Give the following records again in full and without alteration.

Stored dataset items:

<<<<

//! The trace log: one JSON object per line.
//!
//! ```plaintext
//! {"op":1,"p":"0x55d0c1e0a2a0","p2":"0x0","size":100,"return_addr":["0x55d0c0b1f1a4","0x55d0c0b1f2c8"]}
//! ```
//!
//! With symbol resolution switched on, each return address becomes
//! `{"addr":"0x...","module":"/usr/lib/libfoo.so","symbol":"foo_init"}`
//! (either name may be `null`).
//!
//! The writing half ([`LogLine`]) borrows everything and never allocates, so
//! it can run inside the tracer. The reading half ([`LogRecord`]) is for
//! tools and tests.

use std::{
    ffi::{c_void, CStr},
    fs, mem,
    path::Path,
};

use serde::{ser::SerializeSeq, Deserialize, Serialize, Serializer};

use super::serde_hex::{self, HexAddr};
use crate::{
    alloc::event::{AllocationEvent, Operation},
    error::{Result, TraceError},
};

/// One event, ready to be written.
#[derive(Serialize)]
pub struct LogLine<'a> {
    op: Operation,
    #[serde(with = "serde_hex")]
    p: usize,
    #[serde(with = "serde_hex")]
    p2: usize,
    size: usize,
    return_addr: ReturnAddrs<'a>,
}

impl<'a> LogLine<'a> {
    /// `depth` is the exact number of `return_addr` entries; missing frames
    /// are written as `0x0`.
    pub fn new(event: &'a AllocationEvent, depth: usize, resolve: bool) -> Self {
        Self {
            op: event.operation,
            p: event.primary,
            p2: event.secondary,
            size: event.size,
            return_addr: ReturnAddrs {
                event,
                depth,
                resolve,
            },
        }
    }
}

struct ReturnAddrs<'a> {
    event: &'a AllocationEvent,
    depth: usize,
    resolve: bool,
}

impl Serialize for ReturnAddrs<'_> {
    fn serialize<S: Serializer>(&self, serializer: S) -> Result<S::Ok, S::Error> {
        let mut seq = serializer.serialize_seq(Some(self.depth))?;
        for i in 0..self.depth {
            let addr = self.event.provenance.get(i);
            if self.resolve {
                seq.serialize_element(&ResolvedFrame::resolve(addr))?;
            } else {
                seq.serialize_element(&HexAddr(addr))?;
            }
        }
        seq.end()
    }
}

/// A return address with whatever `dladdr()` knows about it.
#[derive(Serialize)]
struct ResolvedFrame {
    addr: HexAddr,
    module: Option<&'static str>,
    symbol: Option<&'static str>,
}

impl ResolvedFrame {
    fn resolve(addr: usize) -> Self {
        let mut frame = Self {
            addr: HexAddr(addr),
            module: None,
            symbol: None,
        };
        if addr == 0 {
            return frame;
        }
        // SAFETY: `Dl_info` is plain old data
        let mut info: libc::Dl_info = unsafe { mem::zeroed() };
        // SAFETY: `dladdr()` accepts any address and only writes to `info`
        if unsafe { libc::dladdr(addr as *const c_void, &mut info) } != 0 {
            frame.module = loader_str(info.dli_fname);
            frame.symbol = loader_str(info.dli_sname);
        }
        frame
    }
}

/// Strings returned by `dladdr()` live as long as the object they describe.
/// We never unload anything, so treat them as `'static`.
fn loader_str(s: *const libc::c_char) -> Option<&'static str> {
    if s.is_null() {
        return None;
    }
    // SAFETY: non-null `dladdr()` strings are NUL-terminated
    unsafe { CStr::from_ptr(s) }.to_str().ok()
}

/// A return address as read back from a log.
#[derive(Clone, Debug, PartialEq, Eq, Deserialize)]
#[serde(untagged)]
pub enum ReturnAddr {
    Bare(HexAddr),
    Resolved {
        addr: HexAddr,
        module: Option<String>,
        symbol: Option<String>,
    },
}

impl ReturnAddr {
    pub fn addr(&self) -> usize {
        match self {
            ReturnAddr::Bare(addr) | ReturnAddr::Resolved { addr, .. } => addr.0,
        }
    }

    pub fn symbol(&self) -> Option<&str> {
        match self {
            ReturnAddr::Bare(_) => None,
            ReturnAddr::Resolved { symbol, .. } => symbol.as_deref(),
        }
    }
}

/// One parsed log line.
#[derive(Clone, Debug, PartialEq, Eq, Deserialize)]
pub struct LogRecord {
    pub op: Operation,
    #[serde(with = "serde_hex")]
    pub p: usize,
    #[serde(with = "serde_hex")]
    pub p2: usize,
    pub size: usize,
    #[serde(default)]
    pub return_addr: Vec<ReturnAddr>,
}

pub fn parse_line(line: &str) -> serde_json::Result<LogRecord> {
    serde_json::from_str(line)
}

/// Read every record in a log file, skipping blank lines.
pub fn read_log(path: impl AsRef<Path>) -> Result<Vec<LogRecord>> {
    let text = fs::read_to_string(path).map_err(TraceError::Read)?;
    text.lines()
        .enumerate()
        .filter(|(_, line)| !line.trim().is_empty())
        .map(|(i, line)| {
            parse_line(line).map_err(|source| TraceError::MalformedLine { line: i + 1, source })
        })
        .collect()
}

#[cfg(test)]
mod tests {
    use super::*;
    use crate::alloc::event::Provenance;

    #[test]
    fn bare_lines_have_the_classic_shape() {
        let event = AllocationEvent::reallocate(0x1000, 0x2000, 200)
            .with_provenance(Provenance::from_frames(&[0xabc]));
        let line = serde_json::to_string(&LogLine::new(&event, 2, false)).unwrap();
        assert_eq!(
            line,
            r#"{"op":3,"p":"0x1000","p2":"0x2000","size":200,"return_addr":["0xabc","0x0"]}"#
        );
    }

    #[test]
    fn resolved_frames_name_their_module() {
        let here = resolved_frames_name_their_module as usize;
        let event =
            AllocationEvent::allocate(0x10, 8).with_provenance(Provenance::from_frames(&[here]));
        let line = serde_json::to_string(&LogLine::new(&event, 1, true)).unwrap();
        let record = parse_line(&line).unwrap();
        match &record.return_addr[..] {
            [ReturnAddr::Resolved { addr, module, .. }] => {
                assert_eq!(addr.0, here);
                assert!(module.is_some());
            }
            other => panic!("unexpected return_addr {other:?}"),
        }
    }

    #[test]
    fn reads_glibc_style_nil_pointers() {
        let record = parse_line(
            r#"{"op":2,"p":"(nil)","p2":"(nil)","size":0,"return_addr":["0x4005d6"]}"#,
        )
        .unwrap();
        assert_eq!(record.op, Operation::Deallocate);
        assert_eq!(record.p, 0);
        assert_eq!(record.return_addr[0].addr(), 0x4005d6);
    }

    #[test]
    fn malformed_lines_are_located() {
        let dir = tempfile::tempdir().unwrap();
        let path = dir.path().join("bad.log");
        fs::write(
            &path,
            "{\"op\":1,\"p\":\"0x1\",\"p2\":\"0x0\",\"size\":1,\"return_addr\":[]}\n\nnot json\n",
        )
        .unwrap();
        match read_log(&path) {
            Err(TraceError::MalformedLine { line, .. }) => assert_eq!(line, 3),
            other => panic!("expected a malformed line, got {other:?}"),
        }
    }
}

>>>>

▶ **Task answer**:
//! The trace log: one JSON object per line.
//!
//! ```plaintext
//! {"op":1,"p":"0x55d0c1e0a2a0","p2":"0x0","size":100,"return_addr":["0x55d0c0b1f1a4","0x55d0c0b1f2c8"]}
//! ```
//!
//! With symbol resolution switched on, each return address becomes
//! `{"addr":"0x...","module":"/usr/lib/libfoo.so","symbol":"foo_init"}`
//! (either name may be `null`).
//!
//! The writing half ([`LogLine`]) borrows everything and never allocates, so
//! it can run inside the tracer. The reading half ([`LogRecord`]) is for
//! tools and tests.

use std::{
    ffi::{c_void, CStr},
    fs, mem,
    path::Path,
};

use serde::{ser::SerializeSeq, Deserialize, Serialize, Serializer};

use super::serde_hex::{self, HexAddr};
use crate::{
    alloc::event::{AllocationEvent, Operation},
    error::{Result, TraceError},
};

/// One event, ready to be written.
#[derive(Serialize)]
pub struct LogLine<'a> {
    op: Operation,
    #[serde(with = "serde_hex")]
    p: usize,
    #[serde(with = "serde_hex")]
    p2: usize,
    size: usize,
    return_addr: ReturnAddrs<'a>,
}

impl<'a> LogLine<'a> {
    /// `depth` is the exact number of `return_addr` entries; missing frames
    /// are written as `0x0`.
    pub fn new(event: &'a AllocationEvent, depth: usize, resolve: bool) -> Self {
        Self {
            op: event.operation,
            p: event.primary,
            p2: event.secondary,
            size: event.size,
            return_addr: ReturnAddrs {
                event,
                depth,
                resolve,
            },
        }
    }
}

struct ReturnAddrs<'a> {
    event: &'a AllocationEvent,
    depth: usize,
    resolve: bool,
}

impl Serialize for ReturnAddrs<'_> {
    fn serialize<S: Serializer>(&self, serializer: S) -> Result<S::Ok, S::Error> {
        let mut seq = serializer.serialize_seq(Some(self.depth))?;
        for i in 0..self.depth {
            let addr = self.event.provenance.get(i);
            if self.resolve {
                seq.serialize_element(&ResolvedFrame::resolve(addr))?;
            } else {
                seq.serialize_element(&HexAddr(addr))?;
            }
        }
        seq.end()
    }
}

/// A return address with whatever `dladdr()` knows about it.
#[derive(Serialize)]
struct ResolvedFrame {
    addr: HexAddr,
    module: Option<&'static str>,
    symbol: Option<&'static str>,
}

impl ResolvedFrame {
    fn resolve(addr: usize) -> Self {
        let mut frame = Self {
            addr: HexAddr(addr),
            module: None,
            symbol: None,
        };
        if addr == 0 {
            return frame;
        }
        // SAFETY: `Dl_info` is plain old data
        let mut info: libc::Dl_info = unsafe { mem::zeroed() };
        // SAFETY: `dladdr()` accepts any address and only writes to `info`
        if unsafe { libc::dladdr(addr as *const c_void, &mut info) } != 0 {
            frame.module = loader_str(info.dli_fname);
            frame.symbol = loader_str(info.dli_sname);
        }
        frame
    }
}

/// Strings returned by `dladdr()` live as long as the object they describe.
/// We never unload anything, so treat them as `'static`.
fn loader_str(s: *const libc::c_char) -> Option<&'static str> {
    if s.is_null() {
        return None;
    }
    // SAFETY: non-null `dladdr()` strings are NUL-terminated
    unsafe { CStr::from_ptr(s) }.to_str().ok()
}

/// A return address as read back from a log.
#[derive(Clone, Debug, PartialEq, Eq, Deserialize)]
#[serde(untagged)]
pub enum ReturnAddr {
    Bare(HexAddr),
    Resolved {
        addr: HexAddr,
        module: Option<String>,
        symbol: Option<String>,
    },
}

impl ReturnAddr {
    pub fn addr(&self) -> usize {
        match self {
            ReturnAddr::Bare(addr) | ReturnAddr::Resolved { addr, .. } => addr.0,
        }
    }

    pub fn symbol(&self) -> Option<&str> {
        match self {
            ReturnAddr::Bare(_) => None,
            ReturnAddr::Resolved { symbol, .. } => symbol.as_deref(),
        }
    }
}

/// One parsed log line.
#[derive(Clone, Debug, PartialEq, Eq, Deserialize)]
pub struct LogRecord {
    pub op: Operation,
    #[serde(with = "serde_hex")]
    pub p: usize,
    #[serde(with = "serde_hex")]
    pub p2: usize,
    pub size: usize,
    #[serde(default)]
    pub return_addr: Vec<ReturnAddr>,
}

pub fn parse_line(line: &str) -> serde_json::Result<LogRecord> {
    serde_json::from_str(line)
}

/// Read every record in a log file, skipping blank lines.
pub fn read_log(path: impl AsRef<Path>) -> Result<Vec<LogRecord>> {
    let text = fs::read_to_string(path).map_err(TraceError::Read)?;
    text.lines()
        .enumerate()
        .filter(|(_, line)| !line.trim().is_empty())
        .map(|(i, line)| {
            parse_line(line).map_err(|source| TraceError::MalformedLine { line: i + 1, source })
        })
        .collect()
}

#[cfg(test)]
mod tests {
    use super::*;
    use crate::alloc::event::Provenance;

    #[test]
    fn bare_lines_have_the_classic_shape() {
        let event = AllocationEvent::reallocate(0x1000, 0x2000, 200)
            .with_provenance(Provenance::from_frames(&[0xabc]));
        let line = serde_json::to_string(&LogLine::new(&event, 2, false)).unwrap();
        assert_eq!(
            line,
            r#"{"op":3,"p":"0x1000","p2":"0x2000","size":200,"return_addr":["0xabc","0x0"]}"#
        );
    }

    #[test]
    fn resolved_frames_name_their_module() {
        let here = resolved_frames_name_their_module as usize;
        let event =
            AllocationEvent::allocate(0x10, 8).with_provenance(Provenance::from_frames(&[here]));
        let line = serde_json::to_string(&LogLine::new(&event, 1, true)).unwrap();
        let record = parse_line(&line).unwrap();
        match &record.return_addr[..] {
            [ReturnAddr::Resolved { addr, module, .. }] => {
                assert_eq!(addr.0, here);
                assert!(module.is_some());
            }
            other => panic!("unexpected return_addr {other:?}"),
        }
    }

    #[test]
    fn reads_glibc_style_nil_pointers() {
        let record = parse_line(
            r#"{"op":2,"p":"(nil)","p2":"(nil)","size":0,"return_addr":["0x4005d6"]}"#,
        )
        .unwrap();
        assert_eq!(record.op, Operation::Deallocate);
        assert_eq!(record.p, 0);
        assert_eq!(record.return_addr[0].addr(), 0x4005d6);
    }

    #[test]
    fn malformed_lines_are_located() {
        let dir = tempfile::tempdir().unwrap();
        let path = dir.path().join("bad.log");
        fs::write(
            &path,
            "{\"op\":1,\"p\":\"0x1\",\"p2\":\"0x0\",\"size\":1,\"return_addr\":[]}\n\nnot json\n",
        )
        .unwrap();
        match read_log(&path) {
            Err(TraceError::MalformedLine { line, .. }) => assert_eq!(line, 3),
            other => panic!("expected a malformed line, got {other:?}"),
        }
    }
}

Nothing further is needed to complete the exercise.